As the answer, give a copy of each line below that includes the word "crate".

Stored data entries

+ + + + +

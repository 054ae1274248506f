//! Build manifest.
//!
//! A JSON description of what went where: every input with its imports
//! and the outputs it ended up in, and every output with the inputs that
//! contributed bytes to it.

use crate::config::BuildOptions;
use crate::fs::relative_display;
use crate::module_graph::{ImportKind, ModuleGraph, ModuleKind, RecordTarget};
use crate::output::{OutputFile, OutputImport, OutputKind};
use anyhow::{Context, Result};
use indexmap::IndexMap;
use serde::Serialize;

#[derive(Clone, Debug, Serialize)]
pub struct Metafile {
    pub inputs: IndexMap<String, MetaInput>,
    pub outputs: IndexMap<String, MetaOutput>,
}

#[derive(Clone, Debug, Serialize)]
pub struct MetaInput {
    pub bytes: usize,
    pub imports: Vec<MetaInputImport>,
    #[serde(skip_serializing_if = "Option::is_none")]
    pub format: Option<&'static str>,
    /// Output files this input was emitted into
    pub outputs: Vec<String>,
}

#[derive(Clone, Debug, Serialize)]
pub struct MetaInputImport {
    pub path: String,
    pub kind: ImportKind,
    #[serde(skip_serializing_if = "is_false")]
    pub external: bool,
    /// The specifier as written, when it differs from `path`
    #[serde(skip_serializing_if = "Option::is_none")]
    pub original: Option<String>,
}

#[derive(Clone, Debug, Serialize)]
#[serde(rename_all = "camelCase")]
pub struct MetaOutput {
    pub bytes: usize,
    pub inputs: IndexMap<String, MetaOutputInput>,
    pub imports: Vec<MetaOutputImport>,
    pub exports: Vec<String>,
    #[serde(skip_serializing_if = "Option::is_none")]
    pub entry_point: Option<String>,
    pub kind: OutputKind,
}

#[derive(Clone, Debug, Serialize)]
#[serde(rename_all = "camelCase")]
pub struct MetaOutputInput {
    pub bytes_in_output: usize,
}

#[derive(Clone, Debug, Serialize)]
pub struct MetaOutputImport {
    pub path: String,
    pub kind: ImportKind,
    #[serde(skip_serializing_if = "is_false")]
    pub external: bool,
}

fn is_false(value: &bool) -> bool {
    !*value
}

impl Metafile {
    pub fn to_json(&self) -> Result<String> {
        serde_json::to_string_pretty(self).context("could not serialize the metafile")
    }
}

/// Manifest for a finished build. Output keys are relative to the working
/// directory, like input keys.
pub fn build_metafile(graph: &ModuleGraph, outputs: &[OutputFile], options: &BuildOptions) -> Metafile {
    let outdir = options.absolute_outdir();
    let output_key = |path: &str| relative_display(&outdir.join(path), &options.working_dir);

    let mut inputs: IndexMap<String, MetaInput> = IndexMap::new();
    for module in graph.iter() {
        let imports = module
            .records
            .iter()
            .filter_map(|record| {
                let (path, external) = match &record.target {
                    RecordTarget::Module(target) => (graph.module(*target).display.clone(), false),
                    RecordTarget::External(specifier) => (specifier.clone(), true),
                    RecordTarget::Unresolved => return None,
                };
                let original = (record.specifier != path).then(|| record.specifier.clone());
                Some(MetaInputImport {
                    path,
                    kind: record.kind,
                    external,
                    original,
                })
            })
            .collect();
        let format = match module.kind {
            ModuleKind::Esm => Some("esm"),
            ModuleKind::CommonJs => Some("cjs"),
            ModuleKind::Unknown => None,
        };
        inputs.insert(
            module.display.clone(),
            MetaInput {
                bytes: module.source_len,
                imports,
                format,
                outputs: Vec::new(),
            },
        );
    }

    let mut meta_outputs = IndexMap::new();
    for output in outputs {
        let key = output_key(&output.path);
        let mut contributed = IndexMap::new();
        for &(module, bytes) in &output.inputs {
            let display = &graph.module(module).display;
            contributed.insert(
                display.clone(),
                MetaOutputInput {
                    bytes_in_output: bytes,
                },
            );
            if let Some(input) = inputs.get_mut(display)
                && !input.outputs.contains(&key)
            {
                input.outputs.push(key.clone());
            }
        }
        let imports = output
            .imports
            .iter()
            .map(|OutputImport { path, kind, external }| MetaOutputImport {
                path: if *external { path.clone() } else { resolve_chunk_path(&key, path) },
                kind: *kind,
                external: *external,
            })
            .collect();
        meta_outputs.insert(
            key,
            MetaOutput {
                bytes: output.contents.len(),
                inputs: contributed,
                imports,
                exports: output.exports.clone(),
                entry_point: output.entry.map(|entry| graph.module(entry).display.clone()),
                kind: output.kind,
            },
        );
    }

    Metafile {
        inputs,
        outputs: meta_outputs,
    }
}

/// `./chunk.js` imported from `out/pages/a.js` is `out/pages/chunk.js`.
fn resolve_chunk_path(from_key: &str, specifier: &str) -> String {
    let mut segments: Vec<&str> = from_key.split('/').collect();
    segments.pop();
    for segment in specifier.split('/') {
        match segment {
            "." => {}
            ".." => {
                segments.pop();
            }
            other => segments.push(other),
        }
    }
    segments.join("/")
}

+ + + + +

• [Exercise result]
use crate::config::BuildOptions;
use crate::fs::relative_display;
use crate::module_graph::{ImportKind, ModuleGraph, ModuleKind, RecordTarget};
use crate::output::{OutputFile, OutputImport, OutputKind};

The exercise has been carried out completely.